»Nun, ist sie seiner würdig?«

»Sie ist sehr schön. Und vornehm. Und klug sieht sie aus: auch gut. Aber,« seufzte Miriam, »nicht glücklich. Ich will ihr Rosen schenken. – Mutter,« sagte sie, nach einiger Zeit sich wieder mit ihren duftigen Blumen zu ihr setzend, »was bedeutet das: die Gemeinschaft der Heiligen. Sollen nur die Christen dann beisammen leben? Nein, nein!« fuhr sie fort, ohne die Antwort abzuwarten, »das kann nicht sein. Entweder alle, alle Guten oder« – und sie seufzte. »Mutter, in den Büchern Mosis steht nichts davon, daß die Menschen erwachen aus dem Tode. O und es wäre auch so schrecklich nicht,« sprach sie, die Rosen zusammenfügend, »endlich ausruhn!
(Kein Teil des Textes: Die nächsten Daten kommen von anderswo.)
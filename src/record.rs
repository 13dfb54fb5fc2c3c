//! # Schema-on-Read Records
//!
//! Records arrive from the store as opaque JSON documents. The engine
//! never assumes a schema; each transform declares the dotted field
//! paths it needs and reads them through this accessor. Identifiers
//! are normalized to `i64` at access time so precision is never lost
//! to an intermediate representation.

use serde_json::Value;

use crate::error::{Result, ShardmillError};

/// One semi-structured record and dotted-path access into it.
#[derive(Debug, Clone, PartialEq)]
pub struct Record {
    value: Value,
}

impl Record {
    pub fn new(value: Value) -> Self {
        Self { value }
    }

    pub fn value(&self) -> &Value {
        &self.value
    }

    pub fn into_value(self) -> Value {
        self.value
    }

    /// Look up a dotted path like `user.id` or
    /// `retweeted_status.user.id`.
    pub fn path(&self, path: &str) -> Option<&Value> {
        let mut current = &self.value;
        for segment in path.split('.') {
            current = current.as_object()?.get(segment)?;
        }
        Some(current)
    }

    pub fn has_path(&self, path: &str) -> bool {
        self.path(path).is_some()
    }

    /// String field at a dotted path, if present and textual.
    pub fn str_at(&self, path: &str) -> Option<&str> {
        self.path(path).and_then(Value::as_str)
    }

    /// Integer field at a dotted path, normalized to `i64`. Accepts
    /// JSON integers and decimal strings, mirroring how upstream
    /// collectors sometimes stringify large identifiers.
    pub fn i64_at(&self, path: &str) -> Option<i64> {
        match self.path(path)? {
            Value::Number(n) => n.as_i64(),
            Value::String(s) => s.parse().ok(),
            _ => None,
        }
    }

    /// Required identifier at a dotted path; a missing or non-integer
    /// value is a malformed record.
    pub fn id_at(&self, path: &str) -> Result<i64> {
        self.i64_at(path).ok_or_else(|| {
            ShardmillError::malformed(format!("field '{path}' is not a 64-bit integer"))
        })
    }

    /// Reduce the record to the given dotted paths, keeping nesting
    /// intact. Paths absent from the record are simply not copied.
    pub fn project(&self, paths: &[String]) -> Record {
        let mut projected = Value::Object(serde_json::Map::new());
        for path in paths {
            if let Some(found) = self.path(path) {
                insert_at_path(&mut projected, path, found.clone());
            }
        }
        Record::new(projected)
    }
}

impl From<Value> for Record {
    fn from(value: Value) -> Self {
        Record::new(value)
    }
}

fn insert_at_path(target: &mut Value, path: &str, value: Value) {
    let segments: Vec<&str> = path.split('.').collect();
    let mut current = target;
    for segment in &segments[..segments.len() - 1] {
        let Some(map) = current.as_object_mut() else {
            // An intermediate segment already holds a scalar; nothing
            // deeper can be projected under it.
            return;
        };
        current = map
            .entry(segment.to_string())
            .or_insert_with(|| Value::Object(serde_json::Map::new()));
    }
    if let Some(map) = current.as_object_mut() {
        map.insert(segments[segments.len() - 1].to_string(), value);
    }
}

#[cfg(test)]
mod tests {
    use super::*;
    use serde_json::json;

    #[test]
    fn test_dotted_path_lookup() {
        let record = Record::new(json!({
            "id": 42,
            "user": {"id": 7, "name": "ada"},
            "retweeted_status": {"user": {"id": 99}}
        }));
        assert_eq!(record.i64_at("id"), Some(42));
        assert_eq!(record.i64_at("user.id"), Some(7));
        assert_eq!(record.i64_at("retweeted_status.user.id"), Some(99));
        assert_eq!(record.str_at("user.name"), Some("ada"));
        assert!(record.path("user.missing").is_none());
        assert!(record.path("quoted_status.text").is_none());
    }

    #[test]
    fn test_large_ids_survive_normalization() {
        let record = Record::new(json!({"id": 902_356_121_234_567_890_i64}));
        assert_eq!(record.i64_at("id"), Some(902_356_121_234_567_890));
    }

    #[test]
    fn test_stringified_id_is_parsed() {
        let record = Record::new(json!({"id_str": "902356121234567890"}));
        assert_eq!(record.i64_at("id_str"), Some(902_356_121_234_567_890));
    }

    #[test]
    fn test_id_at_rejects_non_integer() {
        let record = Record::new(json!({"id": "not-a-number"}));
        assert!(matches!(
            record.id_at("id"),
            Err(ShardmillError::MalformedRecord { .. })
        ));
    }

    #[test]
    fn test_projection_keeps_nesting() {
        let record = Record::new(json!({
            "id": 1,
            "text": "hello",
            "user": {"id": 2, "name": "ada", "followers_count": 5}
        }));
        let projected = record.project(&["id".to_string(), "user.id".to_string()]);
        assert_eq!(projected.value(), &json!({"id": 1, "user": {"id": 2}}));
    }

    #[test]
    fn test_projection_skips_absent_paths() {
        let record = Record::new(json!({"id": 1}));
        let projected = record.project(&["id".to_string(), "user.id".to_string()]);
        assert_eq!(projected.value(), &json!({"id": 1}));
    }
}
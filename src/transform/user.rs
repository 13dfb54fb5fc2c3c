//! User dereferencing.
//!
//! The dereference procedure walks a sorted list of unique user ids,
//! looks each one up in the collection (see
//! [`crate::source::UserLookup`]), and emits the nested user object
//! verbatim. This transform is the emit half of that pair: its input
//! records are `find_one` results projected to `{"user": {...}}`.

use crate::error::Result;
use crate::record::Record;

use super::{Outcome, Transform};

/// Emits the nested `user` object of each looked-up record.
#[derive(Debug, Clone, Copy, Default)]
pub struct DereferenceUser;

impl Transform for DereferenceUser {
    fn name(&self) -> &'static str {
        "get_unique_user"
    }

    fn projection(&self) -> Option<Vec<String>> {
        Some(vec!["user".to_string()])
    }

    fn required_paths(&self) -> Vec<String> {
        vec!["user".to_string()]
    }

    fn apply(&self, record: &Record) -> Result<Outcome> {
        // required_paths guarantees presence.
        match record.path("user") {
            Some(user) => Ok(Outcome::Emit(user.clone())),
            None => Ok(Outcome::Filtered),
        }
    }
}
Ganz ausruhn! In süßer, stiller, traumloser Nacht. Ausruhn vom Leben! Denn giebt es Leben ohne Schmerz? ohne Sehnen? ohne leisen, niegestillten Wunsch? Ich kann’s nicht denken.«

Und sie hielt inne im Flechten ihres Kranzes, und stützte das Haupt auf das Handgelenk. Die Tauben flogen weg: denn die Herrin achtete ihrer nicht.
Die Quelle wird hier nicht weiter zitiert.